Jared Brown

Profile
- Position: Quarterback

Personal information
- Born: April 27, 1973 (age 52)
- Height: 6 ft 2 in (1.88 m)
- Weight: 215 lb (98 kg)

Career information
- High school: Kennedy (Sacramento, California)
- College: Sacramento CC (1991–1992) UNLV (1993–1995)
- NFL draft: 1996: undrafted

Career history
- San Jose SaberCats (1998);

Career Arena League statistics
- Comp. / Att.: 31 / 56
- Passing yards: 454
- TD–INT: 6–2
- QB rating: 93.90
- Stats at ArenaFan.com

= Jared Brown =

American football player (born 1973)

Jared Brown (born April 27, 1973) is an American former professional football quarterback who played one season with the San Jose SaberCats of the Arena Football League. He played college football at Sacramento City College and the University of Nevada, Las Vegas.

==Early life==
Jared Brown was born on April 27, 1973. He attended John F. Kennedy High School in Sacramento, California.

==College career==
Brown was a two-year starter at Sacramento City College from 1991 to 1992. He led the Sacramento City Panthers to a 9–0–1 regular season record in 1992 while passing for 2,750 yards and 26 touchdowns. He was named a first-team All-American by the California Community College Football Coaches Association for his performance during the 1992 season.

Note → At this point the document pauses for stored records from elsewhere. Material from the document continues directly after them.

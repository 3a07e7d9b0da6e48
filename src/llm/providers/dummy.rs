//! Dummy LLM provider: echoes the prompt back prefixed with `[echo]`.
//! Runs every agent end-to-end without a model server.

use sha2::{Digest, Sha256};

use crate::llm::{CompletionRequest, LlmResponse, ProviderError};

/// Dimension of the hashed bag-of-words embedding.
pub const EMBEDDING_DIM: usize = 64;

#[derive(Debug, Clone)]
pub struct DummyProvider;

impl DummyProvider {
    pub async fn complete(&self, request: &CompletionRequest) -> Result<LlmResponse, ProviderError> {
        Ok(LlmResponse { text: format!("[echo] {}", request.prompt), usage: None })
    }

    pub async fn embed(&self, inputs: &[String]) -> Result<Vec<Vec<f32>>, ProviderError> {
        Ok(inputs.iter().map(|s| hashed_embedding(s)).collect())
    }
}

/// Deterministic bag-of-words embedding.
///
/// Each lowercased alphanumeric token is hashed into one of
/// [`EMBEDDING_DIM`] buckets; the vector is L2-normalised. Texts sharing
/// words land close together, which is enough for offline retrieval.
pub fn hashed_embedding(text: &str) -> Vec<f32> {
    let mut v = vec![0.0f32; EMBEDDING_DIM];
    for token in text
        .split(|c: char| !c.is_alphanumeric())
        .filter(|t| !t.is_empty())
    {
        let digest = Sha256::digest(token.to_lowercase().as_bytes());
        let bucket = u64::from_le_bytes([
            digest[0], digest[1], digest[2], digest[3], digest[4], digest[5], digest[6], digest[7],
        ]) as usize
            % EMBEDDING_DIM;
        v[bucket] += 1.0;
    }
    let norm = v.iter().map(|x| x * x).sum::<f32>().sqrt();
    if norm > 0.0 {
        for x in &mut v {
            *x /= norm;
        }
    }
    v
}

#[cfg(test)]
mod tests {
    use super::*;

    #[tokio::test]
    async fn complete_prefixes_echo() {
        let p = DummyProvider;
        let r = p.complete(&CompletionRequest::new("hello")).await.unwrap();
        assert_eq!(r.text, "[echo] hello");
        assert!(r.usage.is_none());
    }

    #[tokio::test]
    async fn complete_empty_input() {
        let p = DummyProvider;
        let r = p.complete(&CompletionRequest::new("")).await.unwrap();
        assert_eq!(r.text, "[echo] ");
    }

    #[test]
    fn embedding_is_deterministic_and_normalised() {
        let a = hashed_embedding("Rust ownership rules");
        let b = hashed_embedding("rust OWNERSHIP rules");
        assert_eq!(a, b);
        let norm: f32 = a.iter().map(|x| x * x).sum::<f32>().sqrt();
        assert!((norm - 1.0).abs() < 1e-5);
    }

    #[test]
    fn empty_text_embeds_to_zero_vector() {
        let v = hashed_embedding("  ...  ");
        assert_eq!(v.len(), EMBEDDING_DIM);
        assert!(v.iter().all(|x| *x == 0.0));
    }
}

Brown transferred to the play for the UNLV Rebels of the University of Nevada, Las Vegas in 1993. He suffered a knee injury that required surgery and missed the 1993 season. He was then a two-year letterman from 1994 to 1995. He played in eight games, starting five, in 1994, completing 102 of 209 passes (48.8%) for	1,154 yards, five touchdowns, and eight interceptions while also rushing for 15 yards and a touchdown. Brown appeared in 11 games during his senior year in 1995, recording 147 completions on 304 passing attempts (48.4%) for 1,783 yards, 13	touchdowns, and 17 interceptions. He also rushed for 284 yards and five touchdowns as a senior.

==Professional career==
Brown played in seven games for the San Jose SaberCats of the Arena Football League in 1998, completing 31	of 56 passes (55.4%) for 454 yards, six touchdowns, and two interceptions.